## Task item
Here is a listing. Write it out again without a single difference.

## Supplied data
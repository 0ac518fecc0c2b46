//! Example: marking valid tree decorations with an emulated oracle.
//! Prepares a uniform superposition over every decoration of an n-layer tree,
//! applies the decoration oracle once and lists the basis states it marked.
//!
//! Run with `cargo run --example decorate_tree -- 3`; set `RUST_LOG=qoracle=debug`
//! to see the emulator's spans and events.

use num_complex::Complex;
use qoracle::oracles::decoration_width;
use qoracle::{AmplitudeState, DecorationOracle, EmulatorConfig, OracleEmulator, OracleRegistry, QubitId, SimulationEngine};
use std::collections::HashSet;
use tracing_subscriber::EnvFilter;

// Helper for QubitId creation
fn qid(id: u64) -> QubitId {
    QubitId(id)
}

fn main() -> Result<(), Box<dyn std::error::Error>> {
    tracing_subscriber::fmt().with_env_filter(EnvFilter::from_default_env()).init();

    let n_layers: u64 = match std::env::args().nth(1) {
        Some(arg) => arg.parse()?,
        None => 2,
    };
    let width = decoration_width(n_layers) as usize;
    println!("--- Decorating a {}-layer tree ({} branches) ---", n_layers, width);

    let mut registry = OracleRegistry::new();
    registry.register("decorations", DecorationOracle);

    // x occupies q0..q(width-1), the accumulator is the last qubit
    let inputs: Vec<QubitId> = (0..width as u64).map(qid).collect();
    let accumulator = qid(width as u64);
    let qubits: HashSet<QubitId> = inputs.iter().copied().chain([accumulator]).collect();

    // Uniform over x, accumulator |0>. The accumulator is the least significant
    // bit of a global index, so the populated entries are the even ones.
    let dim = 1usize << (width + 1);
    let amplitude = Complex::new(1.0 / ((1usize << width) as f64).sqrt(), 0.0);
    let amplitudes = (0..dim)
        .map(|index| if index % 2 == 0 { amplitude } else { Complex::new(0.0, 0.0) })
        .collect();
    let mut engine = SimulationEngine::with_state(&qubits, AmplitudeState::from_amplitudes(amplitudes)?)?;

    let mut emulator = OracleEmulator::with_config(&registry, EmulatorConfig::new().with_table_cache(true));
    emulator.invoke(&mut engine, "decorations", n_layers, &inputs, accumulator, false)?;

    // Global bit of q_j is (width - j), so x is read back in reverse.
    let order = engine.qubit_order();
    let mut marked = Vec::new();
    for (index, amp) in engine.state().vector().iter().enumerate() {
        if index % 2 == 1 && amp.norm_sqr() > 0.0 {
            let x = (0..width).fold(0u64, |x, bit| x | ((((index >> (order.len() - 1 - bit)) & 1) as u64) << bit));
            marked.push(x);
        }
    }
    marked.sort_unstable();

    println!("Marked {} of {} decorations:", marked.len(), 1u64 << width);
    for x in &marked {
        print_tree(n_layers, *x);
    }
    Ok(())
}

/// Prints one decoration, one layer per line, `*` for an ornament.
fn print_tree(n_layers: u64, x: u64) {
    println!("  x = {:0width$b}", x, width = decoration_width(n_layers) as usize);
    for layer in 0..n_layers {
        let pattern = qoracle::oracles::layer_pattern(x, layer);
        let row: String = (0..2 * layer + 1).map(|p| if (pattern >> p) & 1 == 1 { '*' } else { '.' }).collect();
        println!("    {:>pad$}{}", "", row, pad = (n_layers - 1 - layer) as usize);
    }
}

## Your response
repository 0ac518fecc0c2b46
//! Example: marking valid tree decorations with an emulated oracle.
//! Prepares a uniform superposition over every decoration of an n-layer tree,
//! applies the decoration oracle once and lists the basis states it marked.
//!
//! Run with `cargo run --example decorate_tree -- 3`; set `RUST_LOG=qoracle=debug`
//! to see the emulator's spans and events.

use num_complex::Complex;
use qoracle::oracles::decoration_width;
use qoracle::{AmplitudeState, DecorationOracle, EmulatorConfig, OracleEmulator, OracleRegistry, QubitId, SimulationEngine};
use std::collections::HashSet;
use tracing_subscriber::EnvFilter;

// Helper for QubitId creation
fn qid(id: u64) -> QubitId {
    QubitId(id)
}

fn main() -> Result<(), Box<dyn std::error::Error>> {
    tracing_subscriber::fmt().with_env_filter(EnvFilter::from_default_env()).init();

    let n_layers: u64 = match std::env::args().nth(1) {
        Some(arg) => arg.parse()?,
        None => 2,
    };
    let width = decoration_width(n_layers) as usize;
    println!("--- Decorating a {}-layer tree ({} branches) ---", n_layers, width);

    let mut registry = OracleRegistry::new();
    registry.register("decorations", DecorationOracle);

    // x occupies q0..q(width-1), the accumulator is the last qubit
    let inputs: Vec<QubitId> = (0..width as u64).map(qid).collect();
    let accumulator = qid(width as u64);
    let qubits: HashSet<QubitId> = inputs.iter().copied().chain([accumulator]).collect();

    // Uniform over x, accumulator |0>. The accumulator is the least significant
    // bit of a global index, so the populated entries are the even ones.
    let dim = 1usize << (width + 1);
    let amplitude = Complex::new(1.0 / ((1usize << width) as f64).sqrt(), 0.0);
    let amplitudes = (0..dim)
        .map(|index| if index % 2 == 0 { amplitude } else { Complex::new(0.0, 0.0) })
        .collect();
    let mut engine = SimulationEngine::with_state(&qubits, AmplitudeState::from_amplitudes(amplitudes)?)?;

    let mut emulator = OracleEmulator::with_config(&registry, EmulatorConfig::new().with_table_cache(true));
    emulator.invoke(&mut engine, "decorations", n_layers, &inputs, accumulator, false)?;

    // Global bit of q_j is (width - j), so x is read back in reverse.
    let order = engine.qubit_order();
    let mut marked = Vec::new();
    for (index, amp) in engine.state().vector().iter().enumerate() {
        if index % 2 == 1 && amp.norm_sqr() > 0.0 {
            let x = (0..width).fold(0u64, |x, bit| x | ((((index >> (order.len() - 1 - bit)) & 1) as u64) << bit));
            marked.push(x);
        }
    }
    marked.sort_unstable();

    println!("Marked {} of {} decorations:", marked.len(), 1u64 << width);
    for x in &marked {
        print_tree(n_layers, *x);
    }
    Ok(())
}

/// Prints one decoration, one layer per line, `*` for an ornament.
fn print_tree(n_layers: u64, x: u64) {
    println!("  x = {:0width$b}", x, width = decoration_width(n_layers) as usize);
    for layer in 0..n_layers {
        let pattern = qoracle::oracles::layer_pattern(x, layer);
        let row: String = (0..2 * layer + 1).map(|p| if (pattern >> p) & 1 == 1 { '*' } else { '.' }).collect();
        println!("    {:>pad$}{}", "", row, pad = (n_layers - 1 - layer) as usize);
    }
}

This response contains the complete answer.